It has come time to reexamine the way we manage equipment at large-scale facilities. This field has already been optimized to the maximum extent possible, thus relying on the same methods is not likely to yield further efficiency gains. Furthermore, due to labor shortages [in several advanced economies like Japan] makes it harder and harder to secure the man power necessary to confirm equipment status.
Traditional facility management is heavily dependent on people. Because the impact of a failure at large-scale facilities is so serious, the maintenance structure to manage those facilities has to be quite elaborate. For example, after closing, security guards need to go to kitchen areas to physically confirm that fire hazards such as heat sources and gas mains are completely shut off.
These tasks can be replaced by IoT. Gas leaks can be detected with sensors, values from devices like gauges and meters that need to be read can be obtained using image processing. Setting up a LoRaWAN network on site allows the data to be collected and transmitted wireless to the cloud, where a variety of visualization tools can be used to display the entire facility’s status remotely.
However, in this case, the data collecting devices would be located throughout the facility, so managing and operating them is very difficult.
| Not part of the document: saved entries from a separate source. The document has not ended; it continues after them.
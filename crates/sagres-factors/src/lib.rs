//! Factor implementations for sagres.
//!
//! This crate provides concrete price-based factors:
//! - Momentum: short-term (1 month) and long-term (12 months, skipping the last month)
//! - Technical: RSI and rate of change
//! - Liquidity: volume relative to its trailing average
//!
//! plus [`PrecomputedFactor`] for panels produced elsewhere. Each factor emits a
//! value on every date where an asset has a full lookback window, using only
//! bars up to and including that date.
//!
//! # Example
//!
//! ```ignore
//! use sagres_factors::registry::{available_factors, create_factor};
//! use sagres_traits::FactorContext;
//!
//! let rsi = create_factor("rsi")?;
//! let panel = rsi.compute(&FactorContext::new(&prices))?;
//!
//! for info in available_factors() {
//!     println!("{}: {}", info.name, info.description);
//! }
//! ```

#![warn(missing_docs)]
#![warn(missing_debug_implementations)]

pub mod liquidity;
pub mod momentum;
mod precomputed;
pub mod registry;
pub mod technical;
mod window;

// Re-export key types
pub use precomputed::PrecomputedFactor;
pub use registry::{FactorInfo, available_factors, create_factor, get_factor_info};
Using enebular makes operating them easy.
When you’re in charge of someone or something, one of the most important things for you is knowing their condition, even when they’re out of sight. Utilizing IoT technology allows you to know details of their conditions, and also allows for new services to be provided.
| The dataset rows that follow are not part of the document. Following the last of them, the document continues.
//! Sagres CLI binary.
//!
//! Lists the registered factors, analyzes factor panels against price histories,
//! scores a universe with a weighted factor composite and backtests factor
//! strategies. Inputs are long-format CSV files.

mod cmd;
mod data;
mod settings;
mod sink;

use std::path::PathBuf;
use std::process;

use anyhow::Result;
use clap::{Parser, Subcommand, ValueEnum};
use tracing::Level;
use tracing_subscriber::FmtSubscriber;

use crate::settings::Settings;

#[derive(Parser)]
#[command(name = "sagres")]
#[command(about = "Factor research engine for equity returns", long_about = None)]
#[command(version)]
struct Cli {
    #[command(subcommand)]
    command: Commands,

    /// Log level (trace, debug, info, warn, error)
    #[arg(short, long, global = true, default_value = "warn")]
    log_level: String,
}

/// How results are printed.
#[derive(Debug, Clone, Copy, PartialEq, Eq, ValueEnum)]
pub(crate) enum OutputFormat {
    /// Human-readable tables
    Text,
    /// Pretty-printed JSON
    Json,
}

/// Which position sizer a backtest uses.
#[derive(Debug, Clone, Copy, PartialEq, Eq, ValueEnum)]
pub(crate) enum StrategyKind {
    /// Top-scored assets only
    LongOnly,
    /// Long the top, short the bottom
    LongShort,
}

#[derive(Subcommand)]
enum Commands {
    /// List registered factors
    Factors {
        /// Filter by category
        #[arg(short, long)]
        category: Option<String>,
    },

    /// Analyze a factor: high/low portfolios, significance and performance
    Analyze {
        /// Price file (symbol,date,adjusted_close)
        #[arg(short, long)]
        prices: PathBuf,

        /// Registered factor to compute from the prices
        #[arg(short, long, conflicts_with = "factor_file", required_unless_present = "factor_file")]
        factor: Option<String>,

        /// Precomputed factor file (symbol,date[,factor_name],value)
        #[arg(long)]
        factor_file: Option<PathBuf>,

        /// Market cap file (symbol,date,market_cap)
        #[arg(short, long)]
        market_caps: Option<PathBuf>,

        /// Number of groups the ranked universe is split into
        #[arg(short, long)]
        groups: Option<usize>,

        /// Equal weights inside each group
        #[arg(long)]
        equal_weight: bool,

        /// Output format
        #[arg(long, value_enum, default_value = "text")]
        format: OutputFormat,

        /// Also write keyed result records to this JSON Lines file
        #[arg(short, long)]
        output: Option<PathBuf>,
    },

    /// Score a universe with a weighted factor composite
    Score {
        /// Factor file (symbol,date[,factor_name],value)
        #[arg(long)]
        factor_file: PathBuf,

        /// Factor weights as name:weight pairs (e.g. rsi:0.6,momentum:0.4)
        #[arg(short, long)]
        weights: Option<String>,

        /// Scoring date (YYYY-MM-DD, defaults to latest)
        #[arg(short, long)]
        date: Option<String>,

        /// Output format
        #[arg(long, value_enum, default_value = "text")]
        format: OutputFormat,
    },

    /// Backtest a factor strategy
    Backtest {
        /// Price file (symbol,date,adjusted_close)
        #[arg(short, long)]
        prices: PathBuf,

        /// Factor file (symbol,date[,factor_name],value)
        #[arg(long)]
        factor_file: PathBuf,

        /// Market cap file (symbol,date,market_cap)
        #[arg(short, long)]
        market_caps: Option<PathBuf>,

        /// Start date (YYYY-MM-DD)
        #[arg(long)]
        start: String,

        /// End date (YYYY-MM-DD)
        #[arg(long)]
        end: String,

        /// Position sizing
        #[arg(short, long, value_enum, default_value = "long-only")]
        strategy: StrategyKind,

        /// Factor weights as name:weight pairs
        #[arg(short, long)]
        weights: Option<String>,

        /// Rebalance frequency (D, W or M)
        #[arg(short, long)]
        rebalance: Option<String>,

        /// Stop-loss threshold as a fraction of the entry price
        #[arg(long)]
        stop_loss: Option<f64>,

        /// Take-profit threshold as a fraction of the entry price
        #[arg(long)]
        take_profit: Option<f64>,

        /// Output format
        #[arg(long, value_enum, default_value = "text")]
        format: OutputFormat,
    },
}

fn log_level(name: &str) -> Level {
    match name.to_ascii_lowercase().as_str() {
        "trace" => Level::TRACE,
        "debug" => Level::DEBUG,
        "info" => Level::INFO,
        "error" => Level::ERROR,
        _ => Level::WARN,
    }
}

fn main() {
    if let Err(e) = run() {
        eprintln!("Error: {:#}", e);
        process::exit(1);
    }
}

fn run() -> Result<()> {
    let cli = Cli::parse();

    let subscriber = FmtSubscriber::builder()
        .with_max_level(log_level(&cli.log_level))
        .with_writer(std::io::stderr)
        .finish();
    tracing::subscriber::set_global_default(subscriber)?;

    let settings = Settings::from_env()?;

    match cli.command {
        Commands::Factors { category } => {
            cmd::factors::list_factors(category.as_deref())?;
        }
        Commands::Analyze {
            prices,
            factor,
            factor_file,
            market_caps,
            groups,
            equal_weight,
            format,
            output,
        } => {
            let source = match (factor, factor_file) {
                (Some(name), _) => cmd::analyze::FactorSource::Registered(name),
                (None, Some(path)) => cmd::analyze::FactorSource::File(path),
                (None, None) => anyhow::bail!("either --factor or --factor-file is required"),
            };
            cmd::analyze::run_analysis(&cmd::analyze::AnalyzeArgs {
                prices,
                source,
                market_caps,
                n_groups: groups.unwrap_or(settings.n_groups),
                equal_weight,
                format,
                output,
            })?;
        }
        Commands::Score {
            factor_file,
            weights,
            date,
            format,
        } => {
            cmd::score::show_scores(
                &settings,
                &factor_file,
                weights.as_deref(),
                date.as_deref(),
                format,
            )?;
        }
        Commands::Backtest {
            prices,
            factor_file,
            market_caps,
            start,
            end,
            strategy,
            weights,
            rebalance,
            stop_loss,
            take_profit,
            format,
        } => {
            cmd::backtest::run_backtest(
                &settings,
                &cmd::backtest::BacktestArgs {
                    prices,
                    factor_file,
                    market_caps,
                    start,
                    end,
                    strategy,
                    weights,
                    rebalance,
                    stop_loss,
                    take_profit,
                    format,
                },
            )?;
        }
    }

    Ok(())
}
For example, in logistics, when we combine Global Navigation Satellite System (GNSS) and cellular Low Power Wide Area (LPWA) technologies, it is now possible to have granular data about individual pallets and containers –not just location, but also information about other in-transit conditions, such as temperature, vibrationand so on. Furthermore, if the measured data goes outside set thresholds, alerts can be sent to prevent damage, thus ensuring quality and improving customer experience.
A monitoring service based on this technology is also applicable to children, the elderly, or other at-risk groups. With the advent of the aforementioned low-power, wide-area transmission protocol, LPWA, combined with efficient battery charging technology like solar cells, it is possible to design devices that users can keep close byand are easy to handle. By applying these technologies, we are able to create long battery life “panic-button alarms” that cansend the user’s location to caregivers.
Using enebular, the same development environment can be used to write applications that run on both the edge devices (installed in containers and such) and in the cloud, where higher level data processing is done on the data collected from the edge devices. Additionally, if the devices are connected to a network, it is possible to remotely modify/change the edge-side processing, making it simple to operate on a large scale.